Technique 1: Light stroking to the top of the foot

  • Light stroking movements to the top of the foot.
  • The sole of the foot rests on the therapists hand with the thumb and fingers of the other applying light pressure from the toes up to the ankle.

Technique 2: Spreading the metatarsals.

  • Place the thumbs on top of the metatarsal area and the fingers firmly under the ball of the foot.
  • Grasp the foot and work the thumbs outwards aiming to spread the metatarsal bones.
  • Apply this technique 5 to 10 times.
  • Light stroking as above can be mixed in every two or three times to break up the technique.

Technique 3: Petrissage sole of the foot.

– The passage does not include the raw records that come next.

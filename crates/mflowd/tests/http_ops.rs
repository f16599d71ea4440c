#![allow(clippy::unwrap_used)]
#![allow(clippy::expect_used)]
#![allow(clippy::panic)]

use std::sync::Arc;

use axum::body::{to_bytes, Body};
use axum::http::{header, Request, StatusCode};
use tokio_util::sync::CancellationToken;
use tower::ServiceExt;

use mflow_core::normalize::is_valid_metric_name;
use mflow_core::{decode, ErrorCode, MetricKind};
use mflowd::app_state::AppState;
use mflowd::engine;
use mflowd::obs::metrics::DaemonMetrics;
use mflowd::router::build_router;

mod common;
use common::{counter, labeled};

async fn get(app: axum::Router, uri: &str) -> (StatusCode, Option<String>, String) {
    let resp = app
        .oneshot(Request::builder().uri(uri).body(Body::empty()).unwrap())
        .await
        .unwrap();
    let status = resp.status();
    let ctype = resp
        .headers()
        .get(header::CONTENT_TYPE)
        .map(|v| v.to_str().unwrap().to_string());
    let body = to_bytes(resp.into_body(), usize::MAX).await.unwrap();
    (status, ctype, String::from_utf8(body.to_vec()).unwrap())
}

#[tokio::test]
async fn status_is_fixed() {
    let (_handle, scrape, _task) = engine::spawn(CancellationToken::new(), Arc::default());
    let app = build_router(AppState::new(scrape, Arc::default()));

    let (status, _, body) = get(app, "/status").await;
    assert_eq!(status, StatusCode::OK);
    assert_eq!(body, "ok\n");
}

#[tokio::test]
async fn metrics_renders_aggregated_snapshot() {
    let cancel = CancellationToken::new();
    let metrics = Arc::new(DaemonMetrics::default());
    let (handle, scrape, _task) = engine::spawn(cancel.clone(), Arc::clone(&metrics));

    handle.apply(counter("sum_metric", 1.0)).await.unwrap();
    handle.apply(counter("sum_metric", 2.0)).await.unwrap();
    handle
        .apply(labeled("latency", MetricKind::Gauge, &[("path", "/a"), ("method", "GET")], 0.25))
        .await
        .unwrap();

    let app = build_router(AppState::new(scrape, Arc::clone(&metrics)));
    let (status, ctype, body) = get(app, "/metrics").await;

    assert_eq!(status, StatusCode::OK);
    assert_eq!(ctype.as_deref(), Some("text/plain; version=0.0.4; charset=utf-8"));
    assert!(body.contains("# TYPE sum_metric counter\nsum_metric 3\n"), "body={body}");
    assert!(
        body.contains("# TYPE latency gauge\nlatency{method=\"GET\",path=\"/a\"} 0.25\n"),
        "body={body}"
    );
    assert!(body.contains("mflow_samples_total{outcome=\"applied\"} 3\n"), "body={body}");
    assert!(body.contains("mflow_scrapes_total 1\n"), "body={body}");

    cancel.cancel();
}

/// Every sample line is `name[{labels}] value` with exposition-safe names,
/// and each metric family is declared once.
fn assert_well_formed(body: &str) {
    let mut families = Vec::new();
    for line in body.lines() {
        if let Some(rest) = line.strip_prefix("# TYPE ") {
            let (name, kind) = rest.split_once(' ').unwrap();
            assert!(is_valid_metric_name(name), "line={line:?}");
            assert!(kind == "counter" || kind == "gauge", "line={line:?}");
            assert!(!families.contains(&name), "duplicate TYPE for {name}");
            families.push(name);
            continue;
        }
        let name_end = line.find(['{', ' ']).unwrap();
        assert!(is_valid_metric_name(&line[..name_end]), "line={line:?}");
        let value = line.rsplit_once(' ').unwrap().1;
        assert!(value.parse::<f64>().is_ok() || value.ends_with("Inf"), "line={line:?}");
    }
}

#[tokio::test]
async fn hostile_names_never_reach_the_scrape() {
    let cancel = CancellationToken::new();
    let metrics = Arc::new(DaemonMetrics::default());
    let (handle, scrape, _task) = engine::spawn(cancel.clone(), Arc::clone(&metrics));

    let bad_name = br#"{"name":"evil 9\nfake_metric_counter","value":1}"#;
    let bad_label = br#"{"name":"ok_counter","value":1,"labelNameValuePairs":[{"name":"a\"b","value":"x"}]}"#;
    assert_eq!(decode(bad_name, 0).unwrap_err().code(), ErrorCode::MalformedName);
    assert_eq!(decode(bad_label, 0).unwrap_err().code(), ErrorCode::InvalidLabelName);

    let shadow = decode(br#"{"name":"mflow_scrapes_total_counter","value":5}"#, 0).unwrap();
    assert_eq!(handle.apply(shadow).await.unwrap_err().code(), ErrorCode::ReservedName);

    let good = decode(br#"{"name":"ok_counter","value":2,"labelNameValuePairs":[{"name":"code","value":"a\"b"}]}"#, 0).unwrap();
    handle.apply(good).await.unwrap();

    let app = build_router(AppState::new(scrape, Arc::clone(&metrics)));
    let (status, _, body) = get(app, "/metrics").await;

    assert_eq!(status, StatusCode::OK);
    assert!(body.contains("ok{code=\"a\\\"b\"} 2\n"), "body={body}");
    assert!(body.contains("mflow_samples_total{outcome=\"reserved_name\"} 1\n"), "body={body}");
    assert!(body.contains("mflow_scrapes_total 1\n"), "body={body}");
    assert!(!body.contains("evil"), "body={body}");
    assert_well_formed(&body);

    cancel.cancel();
}

#[tokio::test]
async fn metrics_is_unavailable_once_engine_stopped() {
    let cancel = CancellationToken::new();
    let (_handle, scrape, task) = engine::spawn(cancel.clone(), Arc::default());
    cancel.cancel();
    task.await.unwrap();

    let app = build_router(AppState::new(scrape, Arc::default()));
    let (status, _, _) = get(app, "/metrics").await;
    assert_eq!(status, StatusCode::SERVICE_UNAVAILABLE);
}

  • With the thumbs apply cross frictions from the heel, gradually working up to the ball of the foot.
  • Then apply firm pressure down the sole of the foot (plantar fascia or oponeurosis) to the heel.
  • Repeat this technique 10 to 15 times.
  • Do not rush but apply firm, smooth techniques.

Technique 4: Deep pressure with the heel of the hand.

  • Using the heel of the hand apply deep, sustained pressure from the ball of the foot to the heel.
  • This technique may be mildly uncomfortable but not so much as it causes pain or causes the athlete to tighten up.
  • This sports massage techniques is excellent for releasing tension in the plantar fascia.

Technique 5: Circular frictions

  • Using the thumb apply small circular frictions to any tight knots or lumps in the plantar fascia.
  • Pressure should be deep but not so much that the athlete tightens up with pain.